[[ Supplied data open ]]

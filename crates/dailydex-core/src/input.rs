//! User input for a daily submission

use serde::{Deserialize, Serialize};

/// Mood reported for the day
#[derive(Debug, Clone, Copy, PartialEq, Eq, Hash, Serialize, Deserialize)]
#[serde(rename_all = "lowercase")]
pub enum Mood {
    Calm,
    Normal,
    Excited,
    Annoyed,
    Sad,
}

/// Style tag for the day's outfit
#[derive(Debug, Clone, Copy, PartialEq, Eq, Hash, Serialize, Deserialize)]
#[serde(rename_all = "lowercase")]
pub enum StyleTag {
    Minimal,
    Street,
    Casual,
    Formal,
    Girly,
    Sporty,
    Vintage,
    Dandy,
    Techwear,
    Amekaji,
}

/// One day's submission: colors, mood, and outfit style
#[derive(Debug, Clone, Serialize, Deserialize)]
pub struct UserInput {
    /// Main color as `#RRGGBB`
    pub main_color: String,
    /// Sub color as `#RRGGBB`
    pub sub_color: String,
    pub mood: Mood,
    /// Optional one-line note about the mood
    #[serde(default)]
    pub mood_note: Option<String>,
    /// At least one style tag
    pub style_tags: Vec<StyleTag>,
}

#[cfg(test)]
mod tests {
    use super::*;

    #[test]
    fn test_mood_serde_names() {
        assert_eq!(ron::to_string(&Mood::Excited).unwrap(), "excited");
        assert_eq!(ron::from_str::<StyleTag>("techwear").unwrap(), StyleTag::Techwear);
    }
}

[[ Supplied data closed ]]

Copy out the lines of the data where the string "Serialize" occurs.

**Task answer:**
use serde::{Deserialize, Serialize};
#[derive(Debug, Clone, Copy, PartialEq, Eq, Hash, Serialize, Deserialize)]
#[derive(Debug, Clone, Copy, PartialEq, Eq, Hash, Serialize, Deserialize)]
#[derive(Debug, Clone, Serialize, Deserialize)]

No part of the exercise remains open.